Back in the 2000s, before the age of the smartphone, China's internet sector was a place of fevered experimentation with very little regulation.

Kai von Carnap from Merics, a German think-tank specialising in China, said the internet sector "had an absolute Wild West free market economy".

"Absolutely no labour protections or data protections or competition regulations," the analyst said.

Tencent was among those experimenting and succeeding where thousands of others failed.

Crucially Tencent was able to bolt a payments system onto QQ that it ultimately carried on building for WeChat - an innovation observers say is vital for a super-app.

Musk has talked repeatedly about adding payments functions to Twitter and even suggested it could "become half of the global financial system".

Is Musk likely to succeed?

Tencent operated in a very different climate when it was forging its early success.

Many millions were without bank accounts in China and bank cards were rare, but the people were quick to adopt mobile phones.

"And then those phones quickly became their wallet," Schaefer said.

There are not so many "unbanked" in the United States today and credit cards are accepted everywhere - leading Schaefer and others to wonder why anyone would need to use Musk's app to pay for something.

Would Musk even be allowed a payments app?

Regulators in Europe and the United States appear to be getting less tolerant of tech companies with ambitions across sectors.

Regulatory concerns ultimately torpedoed a cryptocurrency project from Facebook.

It seems likely those regulators would at least be interested in Musk's ambitions in finance.

"The time that WeChat had to develop in the absence of regulations is something that Elon Musk doesn't have," said von Carnap.

Why is Musk so obsessed with the super-app?

There are many theories. Some observers say he is seeking to crash the US dollar and restructure global finance. Others say he simply has no idea what he is doing.

The X.com name dates back to 1999 when Musk wanted to create a financial superstore to disrupt banking.

It failed to take off and was merged into a company that ultimately became PayPal, both Musk and his "X" branding being shown the door.

Author and Musk critic Paris Marx said the billionaire was "trying to rerun the playbook for his old finance company by grafting it onto a completely unrelated business".

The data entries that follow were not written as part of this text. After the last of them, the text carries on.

//! Generic debounce utility.
//!
//! Collapses bursts of calls into one action after a quiet period. Used to
//! keep draft writes off the hot path of every keystroke, but independent
//! of the storage backend.

use std::sync::atomic::{AtomicU64, Ordering};
use std::sync::Arc;
use std::time::Duration;

/// Runs the most recent action once `delay` has passed without another
/// call. Earlier pending actions are superseded, not run.
pub struct Debouncer {
    delay: Duration,
    seq: Arc<AtomicU64>,
}

impl Debouncer {
    pub fn new(delay: Duration) -> Self {
        Self {
            delay,
            seq: Arc::new(AtomicU64::new(0)),
        }
    }

    /// Schedule `action` to run after the delay, unless another call or a
    /// cancel arrives first.
    pub fn call<F>(&self, action: F)
    where
        F: FnOnce() + Send + 'static,
    {
        let token = self.seq.fetch_add(1, Ordering::SeqCst) + 1;
        let seq = Arc::clone(&self.seq);
        let delay = self.delay;

        tokio::spawn(async move {
            tokio::time::sleep(delay).await;
            if seq.load(Ordering::SeqCst) == token {
                action();
            }
        });
    }

    /// Drop any pending action without scheduling a new one.
    pub fn cancel(&self) {
        self.seq.fetch_add(1, Ordering::SeqCst);
    }
}

#[cfg(test)]
mod tests {
    use super::*;
    use std::sync::atomic::AtomicUsize;

    #[tokio::test(start_paused = true)]
    async fn only_the_last_call_fires() {
        let debouncer = Debouncer::new(Duration::from_millis(500));
        let fired = Arc::new(AtomicUsize::new(0));
        let last = Arc::new(AtomicUsize::new(0));

        for i in 1..=3 {
            let fired = Arc::clone(&fired);
            let last = Arc::clone(&last);
            debouncer.call(move || {
                fired.fetch_add(1, Ordering::SeqCst);
                last.store(i, Ordering::SeqCst);
            });
        }

        tokio::time::sleep(Duration::from_millis(600)).await;
        assert_eq!(fired.load(Ordering::SeqCst), 1);
        assert_eq!(last.load(Ordering::SeqCst), 3);
    }

    #[tokio::test(start_paused = true)]
    async fn spaced_calls_each_fire() {
        let debouncer = Debouncer::new(Duration::from_millis(100));
        let fired = Arc::new(AtomicUsize::new(0));

        for _ in 0..2 {
            let fired = Arc::clone(&fired);
            debouncer.call(move || {
                fired.fetch_add(1, Ordering::SeqCst);
            });
            tokio::time::sleep(Duration::from_millis(200)).await;
        }

        assert_eq!(fired.load(Ordering::SeqCst), 2);
    }

    #[tokio::test(start_paused = true)]
    async fn cancel_suppresses_the_pending_action() {
        let debouncer = Debouncer::new(Duration::from_millis(100));
        let fired = Arc::new(AtomicUsize::new(0));

        {
            let fired = Arc::clone(&fired);
            debouncer.call(move || {
                fired.fetch_add(1, Ordering::SeqCst);
            });
        }
        debouncer.cancel();

        tokio::time::sleep(Duration::from_millis(300)).await;
        assert_eq!(fired.load(Ordering::SeqCst), 0);
    }
}
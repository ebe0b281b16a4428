//! Per-proposal review state: accept, reject, and edit transitions.
//!
//! A proposal's position in the generation's list is its identity. Statuses
//! move `Pending -> {Accepted | Edited | Rejected}`; `Edited` and `Accepted`
//! convert into each other as edits diverge from or return to the original
//! text, while `Rejected` is terminal.

use serde::{Deserialize, Serialize};

use crate::types::Proposal;
use crate::validation::{validate_proposal_field, CardField};

/// Review status of a generated proposal.
#[derive(Debug, Clone, Copy, PartialEq, Eq, Serialize, Deserialize)]
#[serde(rename_all = "snake_case")]
pub enum ProposalStatus {
    Pending,
    Accepted,
    Edited,
    Rejected,
}

impl Default for ProposalStatus {
    fn default() -> Self {
        Self::Pending
    }
}

/// Field-level validation errors for a proposal under edit.
#[derive(Debug, Clone, Default, PartialEq, Eq, Serialize, Deserialize)]
pub struct FieldErrors {
    #[serde(skip_serializing_if = "Option::is_none")]
    pub front: Option<String>,
    #[serde(skip_serializing_if = "Option::is_none")]
    pub back: Option<String>,
}

impl FieldErrors {
    /// True when neither field carries an error.
    pub fn is_clear(&self) -> bool {
        self.front.is_none() && self.back.is_none()
    }
}

/// A generated proposal as the user reviews it.
///
/// The original text is an immutable snapshot of the server output; the
/// current text is what the user edits and what gets saved.
#[derive(Debug, Clone, Serialize, Deserialize)]
pub struct ProposalViewModel {
    pub original_front: String,
    pub original_back: String,
    pub current_front: String,
    pub current_back: String,
    pub status: ProposalStatus,
    pub is_edited: bool,
    pub errors: FieldErrors,
}

impl ProposalViewModel {
    /// Seed a view model from a freshly generated proposal.
    pub fn from_proposal(proposal: &Proposal) -> Self {
        Self {
            original_front: proposal.front.clone(),
            original_back: proposal.back.clone(),
            current_front: proposal.front.clone(),
            current_back: proposal.back.clone(),
            status: ProposalStatus::Pending,
            is_edited: false,
            errors: FieldErrors::default(),
        }
    }

    /// Whether the current text differs from the original after trimming.
    ///
    /// Whitespace-only changes do not count as a modification.
    pub fn is_modified(&self) -> bool {
        self.current_front.trim() != self.original_front.trim()
            || self.current_back.trim() != self.original_back.trim()
    }

    /// Accept the proposal as-is. Only effective from `Pending`.
    pub fn accept(&mut self) {
        if self.status == ProposalStatus::Pending {
            self.status = ProposalStatus::Accepted;
        }
    }

    /// Reject the proposal. Terminal: no later call changes the status back.
    pub fn reject(&mut self) {
        self.status = ProposalStatus::Rejected;
    }

    /// Update one field and recompute validation and edit state.
    ///
    /// Both fields are revalidated on every edit. A modified pair moves the
    /// status to `Edited`; reverting to the original lands on `Accepted`,
    /// never back on `Pending`. A rejected proposal keeps its status.
    pub fn edit_field(&mut self, field: CardField, value: String) {
        match field {
            CardField::Front => self.current_front = value,
            CardField::Back => self.current_back = value,
        }

        self.errors = FieldErrors {
            front: validate_proposal_field(&self.current_front, CardField::Front),
            back: validate_proposal_field(&self.current_back, CardField::Back),
        };
        self.is_edited = self.is_modified();

        if self.status != ProposalStatus::Rejected {
            self.status = if self.is_edited {
                ProposalStatus::Edited
            } else {
                ProposalStatus::Accepted
            };
        }
    }

    /// Whether this proposal is eligible for batch save.
    pub fn is_saveable(&self) -> bool {
        matches!(self.status, ProposalStatus::Accepted | ProposalStatus::Edited)
            && self.errors.is_clear()
    }
}

/// Per-status counts across a proposal list.
#[derive(Debug, Clone, Copy, Default, PartialEq, Eq, Serialize, Deserialize)]
pub struct StatusCounts {
    pub pending: usize,
    pub accepted: usize,
    pub edited: usize,
    pub rejected: usize,
    pub saveable: usize,
}

impl StatusCounts {
    /// Tally statuses in a single pass.
    pub fn tally(proposals: &[ProposalViewModel]) -> Self {
        let mut counts = Self::default();
        for proposal in proposals {
            match proposal.status {
                ProposalStatus::Pending => counts.pending += 1,
                ProposalStatus::Accepted => counts.accepted += 1,
                ProposalStatus::Edited => counts.edited += 1,
                ProposalStatus::Rejected => counts.rejected += 1,
            }
            if proposal.is_saveable() {
                counts.saveable += 1;
            }
        }
        counts
    }
}

/// Indices of saveable proposals, in list order.
pub fn saveable_indices(proposals: &[ProposalViewModel]) -> Vec<usize> {
    proposals
        .iter()
        .enumerate()
        .filter(|(_, p)| p.is_saveable())
        .map(|(i, _)| i)
        .collect()
}

#[cfg(test)]
mod tests {
    use super::*;
    use pretty_assertions::assert_eq;

    fn proposal(front: &str, back: &str) -> Proposal {
        Proposal {
            front: front.to_string(),
            back: back.to_string(),
        }
    }

    #[test]
    fn fresh_view_model_is_pending_and_unedited() {
        let vm = ProposalViewModel::from_proposal(&proposal("Q", "A"));
        assert_eq!(vm.status, ProposalStatus::Pending);
        assert!(!vm.is_edited);
        assert!(vm.errors.is_clear());
        assert!(!vm.is_saveable());
    }

    #[test]
    fn accept_only_from_pending() {
        let mut vm = ProposalViewModel::from_proposal(&proposal("Q", "A"));
        vm.accept();
        assert_eq!(vm.status, ProposalStatus::Accepted);

        vm.edit_field(CardField::Front, "Q2".to_string());
        assert_eq!(vm.status, ProposalStatus::Edited);
        vm.accept();
        assert_eq!(vm.status, ProposalStatus::Edited);
    }

    #[test]
    fn edit_then_revert_lands_on_accepted_not_pending() {
        let mut vm = ProposalViewModel::from_proposal(&proposal("Q", "A"));
        vm.edit_field(CardField::Front, "Q changed".to_string());
        assert_eq!(vm.status, ProposalStatus::Edited);
        assert!(vm.is_edited);

        vm.edit_field(CardField::Front, "Q".to_string());
        assert_eq!(vm.status, ProposalStatus::Accepted);
        assert!(!vm.is_edited);
    }

    #[test]
    fn whitespace_only_edit_is_not_a_modification() {
        let mut vm = ProposalViewModel::from_proposal(&proposal("Q", "A"));
        vm.edit_field(CardField::Back, "  A  ".to_string());
        assert!(!vm.is_edited);
        assert_eq!(vm.status, ProposalStatus::Accepted);
    }

    #[test]
    fn reject_is_terminal_and_idempotent() {
        let mut vm = ProposalViewModel::from_proposal(&proposal("Q", "A"));
        vm.reject();
        assert_eq!(vm.status, ProposalStatus::Rejected);

        vm.accept();
        assert_eq!(vm.status, ProposalStatus::Rejected);

        vm.edit_field(CardField::Front, "New front".to_string());
        assert_eq!(vm.status, ProposalStatus::Rejected);
        assert!(vm.is_edited);

        vm.reject();
        assert_eq!(vm.status, ProposalStatus::Rejected);
    }

    #[test]
    fn invalid_edit_blocks_saveability() {
        let mut vm = ProposalViewModel::from_proposal(&proposal("Q", "A"));
        vm.edit_field(CardField::Front, "".to_string());
        assert_eq!(vm.status, ProposalStatus::Edited);
        assert!(vm.errors.front.is_some());
        assert!(!vm.is_saveable());
    }

    #[test]
    fn tally_counts_and_saveable() {
        let mut proposals: Vec<ProposalViewModel> = (0..5)
            .map(|i| ProposalViewModel::from_proposal(&proposal(&format!("Q{}", i), "A")))
            .collect();

        proposals[0].accept();
        proposals[1].accept();
        proposals[2].edit_field(CardField::Back, "A changed".to_string());
        proposals[3].reject();
        proposals[4].reject();

        let counts = StatusCounts::tally(&proposals);
        assert_eq!(
            counts,
            StatusCounts {
                pending: 0,
                accepted: 2,
                edited: 1,
                rejected: 2,
                saveable: 3,
            }
        );
    }

    #[test]
    fn fresh_batch_has_zero_saveable() {
        let proposals: Vec<ProposalViewModel> = (0..5)
            .map(|_| ProposalViewModel::from_proposal(&proposal("Q", "A")))
            .collect();
        let counts = StatusCounts::tally(&proposals);
        assert_eq!(counts.pending, 5);
        assert_eq!(counts.saveable, 0);
        assert!(saveable_indices(&proposals).is_empty());
    }

    #[test]
    fn saveable_indices_preserve_order() {
        let mut proposals: Vec<ProposalViewModel> = (0..4)
            .map(|i| ProposalViewModel::from_proposal(&proposal(&format!("Q{}", i), "A")))
            .collect();
        proposals[1].accept();
        proposals[3].accept();
        assert_eq!(saveable_indices(&proposals), vec![1, 3]);
    }
}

"He's repeating the mistakes of his past by entering an industry he doesn't understand with big ideas, being unable to listen to feedback, holding onto strategies that aren't working, and treating his employees like trash," Marx wrote on his Disconnect blog.

Schaefer, who is sceptical that Twitter can succeed as a financial app, is less scathing in her conclusions on Musk.

"If in fact he has identified that adding a robust payment mechanism to a social network is the key to expanding that social network into a super app, I think he is correct in that," she said.

"It remains to be seen how successful that is, but I don't think the fundamental idea is necessarily a bad one."